Essayist and humorist Samantha Irby started as a blogger (at bitchesgottaeat.com). Her new book, We Are Never Meeting in Real Life, wrestles deeply—and hilariously—with everything from Irby's struggles with Crohn's disease and anxiety, to the ridiculousness of dieting, and the ways white culture silences black women.
Is your humor a defense, or a way to metabolize the trauma, or is it something else?
If something is happening to me, my brain immediately notes the most absurd parts of it, or the parts I can laugh at. That has always been my coping mechanism, probably from childhood. It's easy for me to find the comedic silver lining of situations. Something horrible happens, and I'm like, "I'm gonna write about it. It's gonna be really hard." But then I'm like, I can't believe they cut off a $60 bra to hook up this EKG. I think that is naturally how I process things. Rather than looking at this huge tragedy, look at this other hilarious thing that's happened to me.
At one point you ask: "Do black girls even get to be depressed?" Your work exposes so many ways in which white culture silences, and categorizes, and disbelieves black women. Can you talk about how your work could change this, moving women of color into a place of empowering speech?

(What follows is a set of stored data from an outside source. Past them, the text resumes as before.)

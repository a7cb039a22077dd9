//! Batches of records captured for one save attempt
//!
//! A batch is an immutable snapshot of the pending queue, taken when a save
//! begins. The [`BatchCursor`] tracks the boundary between the durably
//! persisted prefix and the unsaved suffix:
//!
//! - records at indices `< next_unsaved` are persisted
//! - records at indices `>= next_unsaved` are not
//! - the cursor only moves forward, one record at a time, and only after the
//!   writer affirmed the durable append of exactly that record
//!
//! A retry therefore resumes exactly where the previous attempt stopped,
//! without re-persisting or skipping any record.

mod pending;

pub use pending::PendingQueue;

/// Forward-only cursor over an ordered batch of records.
#[derive(Debug)]
pub struct BatchCursor<R> {
    /// Records of this batch, in arrival order.
    batch: Vec<R>,
    /// Index of the first record that is not yet persisted.
    next_unsaved: usize,
}

impl<R> BatchCursor<R> {
    /// Wrap a batch. No record is persisted yet.
    pub fn new(batch: Vec<R>) -> Self {
        Self {
            batch,
            next_unsaved: 0,
        }
    }

    /// Number of records in the batch.
    pub fn len(&self) -> usize {
        self.batch.len()
    }

    /// Whether the batch holds no records at all.
    pub fn is_empty(&self) -> bool {
        self.batch.is_empty()
    }

    /// Number of records already persisted.
    pub fn saved_count(&self) -> usize {
        self.next_unsaved
    }

    /// Number of records not yet persisted.
    pub fn unsaved_count(&self) -> usize {
        self.batch.len() - self.next_unsaved
    }

    /// Whether any record of this batch still needs to be persisted.
    pub fn has_unsaved(&self) -> bool {
        self.next_unsaved < self.batch.len()
    }

    /// The next record to persist, or `None` if the batch is exhausted.
    ///
    /// Does not move the cursor. Call [`advance`](Self::advance) once the
    /// returned record has been durably persisted.
    pub fn peek_next_unsaved(&self) -> Option<&R> {
        self.batch.get(self.next_unsaved)
    }

    /// Marks the record returned by the last `peek_next_unsaved` as persisted.
    ///
    /// Must only be called right after the writer affirmed the durable append
    /// of that record.
    pub fn advance(&mut self) {
        debug_assert!(self.has_unsaved(), "advance past the end of the batch");
        if self.has_unsaved() {
            self.next_unsaved += 1;
        }
    }

    /// View of the records that are not yet persisted.
    pub fn unsaved_suffix(&self) -> &[R] {
        &self.batch[self.next_unsaved..]
    }

    /// Consumes the cursor, returning the unsaved suffix in order.
    ///
    /// The persisted prefix is dropped.
    pub fn into_unsaved(mut self) -> Vec<R> {
        self.batch.split_off(self.next_unsaved)
    }
}
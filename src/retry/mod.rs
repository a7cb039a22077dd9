//! Bounded retry with a fixed delay between attempts
//!
//! The wrapped operation is expected to make as much progress as it can and
//! to stop at the first failure; the next attempt continues from there.
//!
//! The delay between attempts is interruptible. An interrupted delay ends
//! early, but the retry loop keeps going: buffered data should still be
//! persisted if at all possible. Once raised, an [`Interrupt`] stays raised,
//! so every later delay is skipped as well.

use std::sync::{Arc, Condvar, Mutex, PoisonError};
use std::time::{Duration, Instant};

/// Default maximum number of attempts per save.
pub const DEFAULT_MAX_ATTEMPTS: u32 = 20;

/// Default delay between two attempts.
pub const DEFAULT_RETRY_DELAY: Duration = Duration::from_millis(25);

/// A failed attempt, as reported to the failure callback.
#[derive(Debug)]
pub struct FailedAttempt<'a, E> {
    /// 1-based number of the attempt that failed.
    pub attempt: u32,
    /// Error raised by that attempt.
    pub error: &'a E,
    /// Whether another attempt follows.
    pub will_retry: bool,
}

impl<E> FailedAttempt<'_, E> {
    /// Whether this failure deserves a full report.
    ///
    /// The first and the final failure are reported in full; the ones in
    /// between get a compact one-line summary.
    pub fn is_verbose(&self) -> bool {
        self.attempt == 1 || !self.will_retry
    }
}

/// Fixed-delay, bounded-attempt retry policy.
#[derive(Debug, Clone, Copy, PartialEq, Eq)]
pub struct RetryPolicy {
    max_attempts: u32,
    delay: Duration,
}

impl Default for RetryPolicy {
    fn default() -> Self {
        Self {
            max_attempts: DEFAULT_MAX_ATTEMPTS,
            delay: DEFAULT_RETRY_DELAY,
        }
    }
}

impl RetryPolicy {
    /// Create a policy. `max_attempts` is clamped to at least one.
    pub fn new(max_attempts: u32, delay: Duration) -> Self {
        Self {
            max_attempts: max_attempts.max(1),
            delay,
        }
    }

    /// Maximum number of attempts.
    pub fn max_attempts(&self) -> u32 {
        self.max_attempts
    }

    /// Delay between two attempts.
    pub fn delay(&self) -> Duration {
        self.delay
    }

    /// Runs `operation` until it succeeds or the attempts are exhausted.
    ///
    /// `on_failure` is invoked after every failed attempt. On exhaustion the
    /// error of the last attempt is returned.
    pub fn run<T, E, F, C>(&self, interrupt: &Interrupt, mut operation: F, mut on_failure: C) -> Result<T, E>
    where
        F: FnMut() -> Result<T, E>,
        C: FnMut(&FailedAttempt<'_, E>),
    {
        let mut attempt = 0;
        loop {
            attempt += 1;
            let error = match operation() {
                Ok(value) => return Ok(value),
                Err(e) => e,
            };

            let will_retry = attempt < self.max_attempts;
            on_failure(&FailedAttempt {
                attempt,
                error: &error,
                will_retry,
            });

            if !will_retry {
                return Err(error);
            }

            if interrupt.sleep(self.delay) {
                tracing::debug!(attempt, "retry delay interrupted, retrying right away");
            }
        }
    }
}

/// Cooperative interruption signal for retry delays.
#[derive(Debug, Clone, Default)]
pub struct Interrupt {
    inner: Arc<(Mutex<bool>, Condvar)>,
}

impl Interrupt {
    /// Create a signal that is not raised.
    pub fn new() -> Self {
        Self::default()
    }

    /// Raises the signal and wakes every sleeper.
    pub fn raise(&self) {
        let (lock, cvar) = &*self.inner;
        *lock.lock().unwrap_or_else(PoisonError::into_inner) = true;
        cvar.notify_all();
    }

    /// Whether the signal has been raised.
    pub fn is_raised(&self) -> bool {
        let (lock, _) = &*self.inner;
        *lock.lock().unwrap_or_else(PoisonError::into_inner)
    }

    /// Sleeps for `duration` unless the signal is (or gets) raised.
    ///
    /// Returns `true` if the sleep was cut short by the signal.
    pub fn sleep(&self, duration: Duration) -> bool {
        let (lock, cvar) = &*self.inner;
        let deadline = Instant::now() + duration;
        let mut raised = lock.lock().unwrap_or_else(PoisonError::into_inner);
        while !*raised {
            let now = Instant::now();
            if now >= deadline {
                return false;
            }
            raised = cvar
                .wait_timeout(raised, deadline - now)
                .unwrap_or_else(PoisonError::into_inner)
                .0;
        }
        true
    }
}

I feel it's just enough to see black people doing regular stuff. Like Hidden Figures is amazing, and it's like, "Whoa, look at these black geniuses. Look at these heroes." But I think it is deeply valuable to just see black people living regular, complex lives. I mean there are so many stereotypes about black women that can be chipped away at. It's not always struggles with our fathers, abandonment by the fathers of our children. I don't have it in me to march or rally, but I can talk about being depressed. I mean, the stigma on mental health within our community is still a thing we have to get over, but again, talking about it, and letting other people feel like they can talk about it, is sort of normalizing everything we go through. Also, making people laugh about it. It doesn't have to be so serious, either.
You maintain an avid social media presence. Do you worry about trolls?
I don't because I don't do the kind of work that gets trolled too much. All of my criticisms and lenses are turned in on myself, and it's like, really, you've got to be a special kind of asshole to go after someone who's just makes fun of herself all the time.